Il fallait bien un documentaire de la trempe d’Instrument pour immortaliser à jamais tout ce qu’était Fugazi : un groupe au charisme indéniable, à la présence scénique incomparable, à la rigueur éthique inébranlable. Et personne d’autre que Jem Cohen ne pouvait le réaliser. Ami de longue date de Ian MacKaye, il a réalisé plus de 40 films, le plus souvent inclassables du fait de son approche brute, singulière et expérimentale de l’image : trois qualificatifs qui collent tout aussi parfaitement à la musique du quatuor de Washington DC dont il a amassé une multitude d’images d’archives (entretiens, lives, studio…) entre 1987 et 1997. Les mêmes qui lui ont demandé cinq ans de montage avant qu’elles fassent définitivement la richesse d’un film devenu immédiatement indispensable à tous les fans de ce groupe légendaire qui, trois ans après, décidait de raccrocher les guitares pour ne plus jamais revenir.

Aujourd’hui donc, Instrument est tout ce qu’il reste aux plus nostalgiques pour que jamais le souvenir de Fugazi ne s’évapore de leur esprit. Durant deux heures d’images majortairement filmées en Super8 et 16mm, on y revit quelques-uns des moments les plus mythiques d’une carrière unique, conduite par des principes auxquels le groupe n’a jamais dérogé.
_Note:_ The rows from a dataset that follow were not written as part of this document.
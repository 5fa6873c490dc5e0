//! Multi-step writes that must land together. Each operation validates its references first,
//! then writes inside one transaction; an error drops the transaction, which rolls it back.

use crate::error::AppError;
use chrono::NaiveDateTime;
use serde::{Deserialize, Serialize};
use sqlx::{FromRow, PgConnection, PgPool};
use std::collections::BTreeSet;

#[derive(Debug, Clone, Deserialize)]
pub struct CreateEnemyRequest {
    pub name: String,
    #[serde(default)]
    pub description: Option<String>,
    pub hp: i32,
    pub attack: i32,
    pub defense: i32,
    pub card_score: i32,
}

impl CreateEnemyRequest {
    pub fn check(&self) -> Result<(), AppError> {
        check_name("name", &self.name, 100)?;
        check_at_least("hp", self.hp, 1)?;
        check_at_least("attack", self.attack, 0)?;
        check_at_least("defense", self.defense, 0)?;
        check_at_least("card_score", self.card_score, 0)
    }
}

#[derive(Debug, Clone, Serialize)]
pub struct CreateEnemyResult {
    pub success: bool,
    pub character_id: i32,
    pub enemy_id: i32,
    pub message: String,
}

#[derive(Debug, Clone, Deserialize)]
pub struct CreateBossRequest {
    pub name: String,
    #[serde(default)]
    pub description: Option<String>,
    pub chapter_id: i32,
    pub phase_count: i32,
    #[serde(default)]
    pub special_mechanics: Option<String>,
}

impl CreateBossRequest {
    pub fn check(&self) -> Result<(), AppError> {
        check_name("name", &self.name, 100)?;
        check_at_least("phase_count", self.phase_count, 1)
    }
}

#[derive(Debug, Clone, Serialize)]
pub struct CreateBossResult {
    pub success: bool,
    pub character_id: i32,
    pub boss_id: i32,
    pub chapter: String,
    pub message: String,
}

#[derive(Debug, Clone, Deserialize)]
pub struct CreateQuestRequest {
    pub quest_name: String,
    #[serde(default)]
    pub description: Option<String>,
    #[serde(default)]
    pub start_location_id: Option<i32>,
    #[serde(default)]
    pub reward_item_id: Option<i32>,
    #[serde(default)]
    pub quest_giver_id: Option<i32>,
    #[serde(default)]
    pub quest_target_id: Option<i32>,
    #[serde(default)]
    pub quest_helper_ids: Option<Vec<i32>>,
    /// Fail instead of skipping character ids that do not resolve.
    #[serde(default)]
    pub strict: bool,
}

impl CreateQuestRequest {
    pub fn check(&self) -> Result<(), AppError> {
        check_name("quest_name", &self.quest_name, 100)
    }

    /// Requested (character_id, role) pairs in insertion order: giver, target, then helpers.
    pub fn roles(&self) -> Vec<(i32, &'static str)> {
        let mut out = Vec::new();
        if let Some(id) = self.quest_giver_id {
            out.push((id, "giver"));
        }
        if let Some(id) = self.quest_target_id {
            out.push((id, "target"));
        }
        for id in self.quest_helper_ids.iter().flatten() {
            out.push((*id, "helper"));
        }
        out
    }
}

#[derive(Debug, Clone, Serialize, PartialEq)]
pub struct QuestCharacterAdded {
    pub character_id: i32,
    pub name: String,
    pub role: String,
}

#[derive(Debug, Clone, Serialize)]
pub struct CreateQuestResult {
    pub success: bool,
    pub quest_id: i32,
    pub quest_name: String,
    pub characters_added: Vec<QuestCharacterAdded>,
    pub skipped_character_ids: Vec<i32>,
    pub message: String,
}

#[derive(Debug, Clone, Deserialize)]
pub struct ApplyStatusEffectRequest {
    pub character_id: i32,
    pub status_id: i32,
    /// Defaults to the status effect's own duration.
    #[serde(default)]
    pub duration_seconds: Option<i32>,
}

impl ApplyStatusEffectRequest {
    pub fn check(&self) -> Result<(), AppError> {
        match self.duration_seconds {
            Some(d) if d <= 0 => Err(AppError::Validation(
                "duration_seconds must be greater than 0".into(),
            )),
            _ => Ok(()),
        }
    }
}

#[derive(Debug, Clone, Serialize)]
pub struct ApplyStatusEffectResult {
    pub success: bool,
    pub character_name: String,
    pub status_name: String,
    pub effect_type: String,
    pub applied_at: NaiveDateTime,
    pub expires_at: NaiveDateTime,
    pub action: String,
    pub message: String,
}

#[derive(Debug, Clone, Deserialize)]
pub struct BlockSpec {
    pub block_type: String,
    #[serde(default)]
    pub contains_item_id: Option<i32>,
    #[serde(default)]
    pub properties: Option<String>,
}

#[derive(Debug, Clone, Deserialize)]
pub struct PopulateLocationRequest {
    pub location_id: i32,
    pub blocks: Vec<BlockSpec>,
}

impl PopulateLocationRequest {
    /// Distinct referenced item ids, sorted.
    pub fn item_ids(&self) -> Vec<i32> {
        self.blocks
            .iter()
            .filter_map(|b| b.contains_item_id)
            .collect::<BTreeSet<_>>()
            .into_iter()
            .collect()
    }
}

#[derive(Debug, Clone, Serialize, FromRow)]
pub struct CreatedBlock {
    pub block_id: i32,
    pub block_type: String,
    pub contains_item_id: Option<i32>,
}

#[derive(Debug, Clone, Serialize)]
pub struct PopulateLocationResult {
    pub success: bool,
    pub location_name: String,
    pub blocks_created: usize,
    pub blocks: Vec<CreatedBlock>,
    pub message: String,
}

#[derive(Debug, Clone, Deserialize)]
pub struct TransferItemRequest {
    pub from_block_id: i32,
    pub to_block_id: i32,
}

impl TransferItemRequest {
    pub fn check(&self) -> Result<(), AppError> {
        if self.from_block_id == self.to_block_id {
            return Err(AppError::Validation(
                "Source and destination blocks must differ".into(),
            ));
        }
        Ok(())
    }
}

#[derive(Debug, Clone, Serialize)]
pub struct TransferItemResult {
    pub success: bool,
    pub item_id: i32,
    pub item_name: String,
    pub from_block_id: i32,
    pub to_block_id: i32,
    pub replaced_item_id: Option<i32>,
    pub message: String,
}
Quand un Guy Picciotto habité se pend par les pieds à un panier de basket, on se replonge alors dans l’authenticité et la générosité de concerts convulsifs. On se souvient que le groupe improvisait ses sets lists, gérait lui-même ses tournées, jusqu’à assurer son propre service d’ordre sur scène et en faire un des moments forts de ce documentaire. Quel fan n’esquisse pas ici un sourire approbateur quand Ian MacKaye fait monter sur scène un spectateur irrespectueux afin qu’il s’excuse de lui avoir craché dessus, avant de le virer manu militari de la salle ? L’humour rôde également alors que les deux frontmen font preuve de la plus grande accessibilité en répondant aux questions banales d’une lycéenne un peu nerveuse…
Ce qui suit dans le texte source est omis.